**Information provided**:

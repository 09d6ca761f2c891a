//! Team domain model and parameters.
//!
//! A team aggregates its training sessions and coach roles; both lists are loaded with
//! the team so representations can embed them without further queries.

use sea_orm::DbErr;

use crate::{
    model::team::{TeamDto, TeamRequestDto},
    server::{
        error::AppError,
        model::{role_coach::RoleCoach, training_session::TrainingSession, validation::Validator},
    },
};

/// Declared constraints of team request fields.
pub mod fields {
    use crate::server::hypermedia::affordance::FieldDescriptor;

    use super::{Category, Gender};

    pub const GENDER: FieldDescriptor =
        FieldDescriptor::select("gender", Gender::OPTIONS).required();
    pub const CATEGORY: FieldDescriptor =
        FieldDescriptor::select("category", Category::OPTIONS).required();
    pub const TEAM_NUMBER: FieldDescriptor =
        FieldDescriptor::range("teamNumber").required().min(1);

    pub const ALL: &[FieldDescriptor] = &[GENDER, CATEGORY, TEAM_NUMBER];
}

#[derive(Debug, Clone, Copy, PartialEq, Eq)]
pub enum Gender {
    Female,
    Male,
    Mixed,
}

impl Gender {
    pub const OPTIONS: &'static [&'static str] = &["F", "M", "N"];

    pub fn as_str(self) -> &'static str {
        match self {
            Self::Female => "F",
            Self::Male => "M",
            Self::Mixed => "N",
        }
    }

    pub fn parse(value: &str) -> Option<Self> {
        match value {
            "F" => Some(Self::Female),
            "M" => Some(Self::Male),
            "N" => Some(Self::Mixed),
            _ => None,
        }
    }
}

#[derive(Debug, Clone, Copy, PartialEq, Eq)]
pub enum Category {
    U11,
    U13,
    U15,
    U18,
    Senior,
    Edh,
}

impl Category {
    pub const OPTIONS: &'static [&'static str] = &["U11", "U13", "U15", "U18", "SENIOR", "EDH"];

    pub fn as_str(self) -> &'static str {
        match self {
            Self::U11 => "U11",
            Self::U13 => "U13",
            Self::U15 => "U15",
            Self::U18 => "U18",
            Self::Senior => "SENIOR",
            Self::Edh => "EDH",
        }
    }

    pub fn parse(value: &str) -> Option<Self> {
        match value {
            "U11" => Some(Self::U11),
            "U13" => Some(Self::U13),
            "U15" => Some(Self::U15),
            "U18" => Some(Self::U18),
            "SENIOR" => Some(Self::Senior),
            "EDH" => Some(Self::Edh),
            _ => None,
        }
    }
}

#[derive(Debug, Clone, PartialEq)]
pub struct Team {
    /// `None` until persisted.
    pub id: Option<i32>,
    pub gender: Gender,
    pub category: Category,
    pub team_number: i32,
    pub training_sessions: Vec<TrainingSession>,
    pub role_coaches: Vec<RoleCoach>,
}

impl Team {
    /// Converts the entity and its already-converted relations to a domain model.
    ///
    /// # Returns
    /// - `Ok(Team)` - Successfully converted domain model
    /// - `Err(DbErr::Custom)` - Stored gender or category is not a known value
    pub fn from_entity(
        entity: entity::team::Model,
        training_sessions: Vec<TrainingSession>,
        role_coaches: Vec<RoleCoach>,
    ) -> Result<Self, DbErr> {
        let gender = Gender::parse(&entity.gender)
            .ok_or_else(|| DbErr::Custom(format!("Unknown team gender: {}", entity.gender)))?;
        let category = Category::parse(&entity.category).ok_or_else(|| {
            DbErr::Custom(format!("Unknown team category: {}", entity.category))
        })?;

        Ok(Self {
            id: Some(entity.id),
            gender,
            category,
            team_number: entity.team_number,
            training_sessions,
            role_coaches,
        })
    }

    pub fn to_dto(&self) -> TeamDto {
        TeamDto {
            id: self.id,
            gender: self.gender.as_str().to_string(),
            category: self.category.as_str().to_string(),
            team_number: self.team_number,
        }
    }

    pub fn matches(&self, params: &TeamParams) -> bool {
        self.gender == params.gender
            && self.category == params.category
            && self.team_number == params.team_number
    }
}

/// Validated input of team create and update.
#[derive(Debug, Clone, Copy, PartialEq, Eq)]
pub struct TeamParams {
    pub gender: Gender,
    pub category: Category,
    pub team_number: i32,
}

impl TeamParams {
    /// # Returns
    /// - `Ok(TeamParams)` - Request satisfies the declared field constraints
    /// - `Err(AppError::BadRequest)` - One or more constraints violated
    pub fn from_dto(dto: TeamRequestDto) -> Result<Self, AppError> {
        let mut validator = Validator::new();
        validator
            .text(&fields::GENDER, &dto.gender)?
            .text(&fields::CATEGORY, &dto.category)?
            .number(&fields::TEAM_NUMBER, i64::from(dto.team_number));
        validator.finish()?;

        match (Gender::parse(&dto.gender), Category::parse(&dto.category)) {
            (Some(gender), Some(category)) => Ok(Self {
                gender,
                category,
                team_number: dto.team_number,
            }),
            _ => Err(AppError::BadRequest("Invalid gender or category".to_string())),
        }
    }
}

#[cfg(test)]
mod tests {
    use super::*;

    #[test]
    fn parses_every_published_option() {
        for option in Gender::OPTIONS {
            assert_eq!(Gender::parse(option).map(Gender::as_str), Some(*option));
        }
        for option in Category::OPTIONS {
            assert_eq!(Category::parse(option).map(Category::as_str), Some(*option));
        }
    }

    #[test]
    fn accepts_valid_request() -> Result<(), AppError> {
        let params = TeamParams::from_dto(TeamRequestDto {
            gender: "F".to_string(),
            category: "U15".to_string(),
            team_number: 2,
        })?;

        assert_eq!(params.gender, Gender::Female);
        assert_eq!(params.category, Category::U15);
        assert_eq!(params.team_number, 2);

        Ok(())
    }

    /// Expected: Err(BadRequest) for unknown category and non-positive number
    #[test]
    fn rejects_invalid_request() {
        let result = TeamParams::from_dto(TeamRequestDto {
            gender: "M".to_string(),
            category: "U9".to_string(),
            team_number: 0,
        });

        let Err(AppError::BadRequest(message)) = result else {
            panic!("expected BadRequest");
        };
        assert!(message.contains("category must be one of"));
        assert!(message.contains("teamNumber must be greater than or equal to 1"));
    }

    /// Expected: Err(DbErr::Custom) for a corrupted gender column
    #[test]
    fn rejects_unknown_stored_gender() {
        let entity = entity::team::Model {
            id: 1,
            gender: "X".to_string(),
            category: "U11".to_string(),
            team_number: 1,
        };

        assert!(matches!(
            Team::from_entity(entity, Vec::new(), Vec::new()),
            Err(DbErr::Custom(_))
        ));
    }
}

**Task details**: Return the records in full. Omit nothing.

**Reply to the exercise**:
repository 09d6ca761f2c891a
//! Team domain model and parameters.
//!
//! A team aggregates its training sessions and coach roles; both lists are loaded with
//! the team so representations can embed them without further queries.

use sea_orm::DbErr;

use crate::{
    model::team::{TeamDto, TeamRequestDto},
    server::{
        error::AppError,
        model::{role_coach::RoleCoach, training_session::TrainingSession, validation::Validator},
    },
};

/// Declared constraints of team request fields.
pub mod fields {
    use crate::server::hypermedia::affordance::FieldDescriptor;

    use super::{Category, Gender};

    pub const GENDER: FieldDescriptor =
        FieldDescriptor::select("gender", Gender::OPTIONS).required();
    pub const CATEGORY: FieldDescriptor =
        FieldDescriptor::select("category", Category::OPTIONS).required();
    pub const TEAM_NUMBER: FieldDescriptor =
        FieldDescriptor::range("teamNumber").required().min(1);

    pub const ALL: &[FieldDescriptor] = &[GENDER, CATEGORY, TEAM_NUMBER];
}

#[derive(Debug, Clone, Copy, PartialEq, Eq)]
pub enum Gender {
    Female,
    Male,
    Mixed,
}

impl Gender {
    pub const OPTIONS: &'static [&'static str] = &["F", "M", "N"];

    pub fn as_str(self) -> &'static str {
        match self {
            Self::Female => "F",
            Self::Male => "M",
            Self::Mixed => "N",
        }
    }

    pub fn parse(value: &str) -> Option<Self> {
        match value {
            "F" => Some(Self::Female),
            "M" => Some(Self::Male),
            "N" => Some(Self::Mixed),
            _ => None,
        }
    }
}

#[derive(Debug, Clone, Copy, PartialEq, Eq)]
pub enum Category {
    U11,
    U13,
    U15,
    U18,
    Senior,
    Edh,
}

impl Category {
    pub const OPTIONS: &'static [&'static str] = &["U11", "U13", "U15", "U18", "SENIOR", "EDH"];

    pub fn as_str(self) -> &'static str {
        match self {
            Self::U11 => "U11",
            Self::U13 => "U13",
            Self::U15 => "U15",
            Self::U18 => "U18",
            Self::Senior => "SENIOR",
            Self::Edh => "EDH",
        }
    }

    pub fn parse(value: &str) -> Option<Self> {
        match value {
            "U11" => Some(Self::U11),
            "U13" => Some(Self::U13),
            "U15" => Some(Self::U15),
            "U18" => Some(Self::U18),
            "SENIOR" => Some(Self::Senior),
            "EDH" => Some(Self::Edh),
            _ => None,
        }
    }
}

#[derive(Debug, Clone, PartialEq)]
pub struct Team {
    /// `None` until persisted.
    pub id: Option<i32>,
    pub gender: Gender,
    pub category: Category,
    pub team_number: i32,
    pub training_sessions: Vec<TrainingSession>,
    pub role_coaches: Vec<RoleCoach>,
}

impl Team {
    /// Converts the entity and its already-converted relations to a domain model.
    ///
    /// # Returns
    /// - `Ok(Team)` - Successfully converted domain model
    /// - `Err(DbErr::Custom)` - Stored gender or category is not a known value
    pub fn from_entity(
        entity: entity::team::Model,
        training_sessions: Vec<TrainingSession>,
        role_coaches: Vec<RoleCoach>,
    ) -> Result<Self, DbErr> {
        let gender = Gender::parse(&entity.gender)
            .ok_or_else(|| DbErr::Custom(format!("Unknown team gender: {}", entity.gender)))?;
        let category = Category::parse(&entity.category).ok_or_else(|| {
            DbErr::Custom(format!("Unknown team category: {}", entity.category))
        })?;

        Ok(Self {
            id: Some(entity.id),
            gender,
            category,
            team_number: entity.team_number,
            training_sessions,
            role_coaches,
        })
    }

    pub fn to_dto(&self) -> TeamDto {
        TeamDto {
            id: self.id,
            gender: self.gender.as_str().to_string(),
            category: self.category.as_str().to_string(),
            team_number: self.team_number,
        }
    }

    pub fn matches(&self, params: &TeamParams) -> bool {
        self.gender == params.gender
            && self.category == params.category
            && self.team_number == params.team_number
    }
}

/// Validated input of team create and update.
#[derive(Debug, Clone, Copy, PartialEq, Eq)]
pub struct TeamParams {
    pub gender: Gender,
    pub category: Category,
    pub team_number: i32,
}

impl TeamParams {
    /// # Returns
    /// - `Ok(TeamParams)` - Request satisfies the declared field constraints
    /// - `Err(AppError::BadRequest)` - One or more constraints violated
    pub fn from_dto(dto: TeamRequestDto) -> Result<Self, AppError> {
        let mut validator = Validator::new();
        validator
            .text(&fields::GENDER, &dto.gender)?
            .text(&fields::CATEGORY, &dto.category)?
            .number(&fields::TEAM_NUMBER, i64::from(dto.team_number));
        validator.finish()?;

        match (Gender::parse(&dto.gender), Category::parse(&dto.category)) {
            (Some(gender), Some(category)) => Ok(Self {
                gender,
                category,
                team_number: dto.team_number,
            }),
            _ => Err(AppError::BadRequest("Invalid gender or category".to_string())),
        }
    }
}

#[cfg(test)]
mod tests {
    use super::*;

    #[test]
    fn parses_every_published_option() {
        for option in Gender::OPTIONS {
            assert_eq!(Gender::parse(option).map(Gender::as_str), Some(*option));
        }
        for option in Category::OPTIONS {
            assert_eq!(Category::parse(option).map(Category::as_str), Some(*option));
        }
    }

    #[test]
    fn accepts_valid_request() -> Result<(), AppError> {
        let params = TeamParams::from_dto(TeamRequestDto {
            gender: "F".to_string(),
            category: "U15".to_string(),
            team_number: 2,
        })?;

        assert_eq!(params.gender, Gender::Female);
        assert_eq!(params.category, Category::U15);
        assert_eq!(params.team_number, 2);

        Ok(())
    }

    /// Expected: Err(BadRequest) for unknown category and non-positive number
    #[test]
    fn rejects_invalid_request() {
        let result = TeamParams::from_dto(TeamRequestDto {
            gender: "M".to_string(),
            category: "U9".to_string(),
            team_number: 0,
        });

        let Err(AppError::BadRequest(message)) = result else {
            panic!("expected BadRequest");
        };
        assert!(message.contains("category must be one of"));
        assert!(message.contains("teamNumber must be greater than or equal to 1"));
    }

    /// Expected: Err(DbErr::Custom) for a corrupted gender column
    #[test]
    fn rejects_unknown_stored_gender() {
        let entity = entity::team::Model {
            id: 1,
            gender: "X".to_string(),
            category: "U11".to_string(),
            team_number: 1,
        };

        assert!(matches!(
            Team::from_entity(entity, Vec::new(), Vec::new()),
            Err(DbErr::Custom(_))
        ));
    }
}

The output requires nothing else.